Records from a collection
#####

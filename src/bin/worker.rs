use autoapply::{
    app_state::AppState,
    automation::{
        chromium::ChromiumLauncher, Dispatcher, EngineTimeouts, InteractionEngine, ScreenshotStore,
        SessionFactory,
    },
    config::AppConfig,
    db::{self, PgTaskStore, TaskStore},
    models::task::TaskKind,
    routes,
    services::{
        content::{ChatCompletionGenerator, ContentGenerator, TemplateGenerator},
        handlers::{ApplyHandler, InterviewHandler, ScrapeHandler, TaskHandler},
        notifier::{NoopNotifier, Notifier, WebhookNotifier},
        pool::{PoolSettings, WorkerPool},
        queue::{JobQueue, QueueError, TaskQueue},
        reporter::StatusReporter,
    },
};
use axum::{routing::get, Router};
use metrics_exporter_prometheus::PrometheusBuilder;
use std::sync::Arc;
use tokio::sync::watch;
use tower_http::trace::TraceLayer;
use tracing_subscriber::EnvFilter;

#[tokio::main]
async fn main() {
    // Initialize structured logging
    tracing_subscriber::fmt()
        .with_env_filter(
            EnvFilter::try_from_default_env().unwrap_or_else(|_| EnvFilter::new("info")),
        )
        .json()
        .init();

    tracing::info!("Starting autoapply worker");

    let config = AppConfig::from_env().expect("Failed to load configuration");

    let prometheus_handle = PrometheusBuilder::new()
        .install_recorder()
        .expect("Failed to install Prometheus metrics recorder");
    let prometheus_handle = Arc::new(prometheus_handle);
    describe_metrics();

    tracing::info!("Connecting to PostgreSQL");
    let db_pool = db::init_pool(&config.database_url)
        .await
        .expect("Failed to connect to database");

    tracing::info!("Running database migrations");
    db::run_migrations(&db_pool)
        .await
        .expect("Failed to run database migrations");

    tracing::info!("Connecting to Redis task queues");
    let queue = Arc::new(
        JobQueue::with_lease(&config.redis_url, config.lease_ttl())
            .expect("Failed to initialize task queue"),
    );
    queue.heartbeat().await.expect("Failed to register queue consumer");
    tracing::info!(consumer = %queue.consumer_id(), "Registered queue consumer");

    // Deliveries left in flight by workers that died are handed out again.
    recover_orphaned(&queue)
        .await
        .expect("Failed to recover in-flight tasks");

    let store: Arc<dyn TaskStore> = Arc::new(PgTaskStore::new(db_pool.clone()));

    let notifier: Arc<dyn Notifier> = match &config.notification_webhook_url {
        Some(url) => {
            tracing::info!(url = %url, "Notifications enabled");
            Arc::new(WebhookNotifier::new(url).expect("Failed to initialize webhook client"))
        }
        None => Arc::new(NoopNotifier),
    };
    let reporter = StatusReporter::new(Arc::clone(&store), notifier);

    let sessions: Arc<dyn SessionFactory> = Arc::new(ChromiumLauncher::new(
        config.chromium_remote_url.clone(),
        config.chromium_executable.clone(),
    ));

    let engine = InteractionEngine::new(
        EngineTimeouts {
            budget: config.task_budget(),
            ..EngineTimeouts::default()
        },
        ScreenshotStore::new(&config.screenshot_dir, &config.screenshot_url_prefix),
    );

    let generator: Arc<dyn ContentGenerator> = match &config.content_api_url {
        Some(url) => Arc::new(
            ChatCompletionGenerator::new(
                url,
                config.content_api_key.as_deref().unwrap_or_default(),
                &config.content_model,
            )
            .expect("Failed to initialize content generator"),
        ),
        None => Arc::new(TemplateGenerator),
    };

    let handlers: Vec<Arc<dyn TaskHandler>> = vec![
        Arc::new(ApplyHandler::new(
            Dispatcher::default(),
            engine,
            Arc::clone(&sessions),
            config.resume_root.clone(),
        )),
        Arc::new(ScrapeHandler::new(Arc::clone(&sessions), Arc::clone(&store))),
        Arc::new(InterviewHandler::new(generator)),
    ];

    let (shutdown_tx, shutdown_rx) = watch::channel(false);
    // The lease outlives the pools so draining deliveries stay owned.
    let (lease_stop_tx, lease_stop_rx) = watch::channel(false);
    let lease = tokio::spawn(keep_lease(Arc::clone(&queue), lease_stop_rx));
    let task_queue: Arc<dyn TaskQueue> = queue.clone();
    let mut pools = Vec::new();
    for handler in handlers {
        let settings = PoolSettings {
            concurrency: config.concurrency(handler.kind()),
            max_delivery_attempts: config.max_delivery_attempts,
            poll_interval: config.poll_interval(),
        };
        let pool = Arc::new(WorkerPool::new(
            settings,
            Arc::clone(&task_queue),
            Arc::clone(&store),
            reporter.clone(),
            handler,
        ));
        pools.push(tokio::spawn(pool.run(shutdown_rx.clone())));
    }

    let state = AppState::new(db_pool, Arc::clone(&queue));
    let app = Router::new()
        .route("/health", get(routes::health::health_check))
        .with_state(state)
        .route(
            "/metrics",
            get(routes::metrics::prometheus_metrics).with_state(prometheus_handle),
        )
        .layer(TraceLayer::new_for_http());

    let listener = tokio::net::TcpListener::bind(&config.bind_addr)
        .await
        .expect("Failed to bind to address");

    tracing::info!("Worker ready, health and metrics on {}", config.bind_addr);

    axum::serve(listener, app)
        .with_graceful_shutdown(async {
            let _ = tokio::signal::ctrl_c().await;
            tracing::info!("Shutdown requested, draining worker pools");
        })
        .await
        .expect("Server error");

    let _ = shutdown_tx.send(true);
    for pool in pools {
        if let Err(e) = pool.await {
            tracing::error!(error = %e, "Worker pool task ended abnormally");
        }
    }
    let _ = lease_stop_tx.send(true);
    if let Err(e) = lease.await {
        tracing::error!(error = %e, "Lease task ended abnormally");
    }
    if let Err(e) = queue.release().await {
        tracing::warn!(error = %e, "Failed to release queue lease");
    }

    tracing::info!("Worker stopped");
}

async fn recover_orphaned(queue: &JobQueue) -> Result<(), QueueError> {
    for kind in TaskKind::ALL {
        let moved = queue.recover_in_flight(kind).await?;
        if moved > 0 {
            tracing::warn!(kind = %kind, moved, "Requeued tasks from an expired consumer");
        }
    }
    Ok(())
}

/// Refresh this worker's lease and sweep up after dead workers until shutdown.
async fn keep_lease(queue: Arc<JobQueue>, mut shutdown: watch::Receiver<bool>) {
    let period = queue.lease_ttl() / 3;
    loop {
        tokio::select! {
            _ = tokio::time::sleep(period) => {}
            _ = shutdown.changed() => break,
        }
        if let Err(e) = queue.heartbeat().await {
            tracing::error!(error = %e, "Queue heartbeat failed");
            continue;
        }
        if let Err(e) = recover_orphaned(&queue).await {
            tracing::warn!(error = %e, "In-flight recovery failed");
        }
    }
}

fn describe_metrics() {
    metrics::describe_counter!(
        "automation_tasks_submitted",
        "Total automation tasks enqueued"
    );
    metrics::describe_counter!(
        "automation_tasks_started",
        "Total task deliveries claimed by a worker pool"
    );
    metrics::describe_counter!(
        "automation_tasks_completed",
        "Total tasks that ended in success"
    );
    metrics::describe_counter!(
        "automation_tasks_failed",
        "Total tasks that ended in failure"
    );
    metrics::describe_histogram!(
        "automation_task_seconds",
        "Time spent executing one task"
    );
    metrics::describe_gauge!(
        "automation_queue_depth",
        "Current number of pending tasks per kind"
    );
    metrics::describe_gauge!(
        "browser_sessions_open",
        "Browser sessions currently open"
    );
}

#####

TASK DETAILS =
For each line above that includes the word "None", make a copy of that line.

SOLUTION TO THE EXERCISE =
        None => Arc::new(NoopNotifier),
        None => Arc::new(TemplateGenerator),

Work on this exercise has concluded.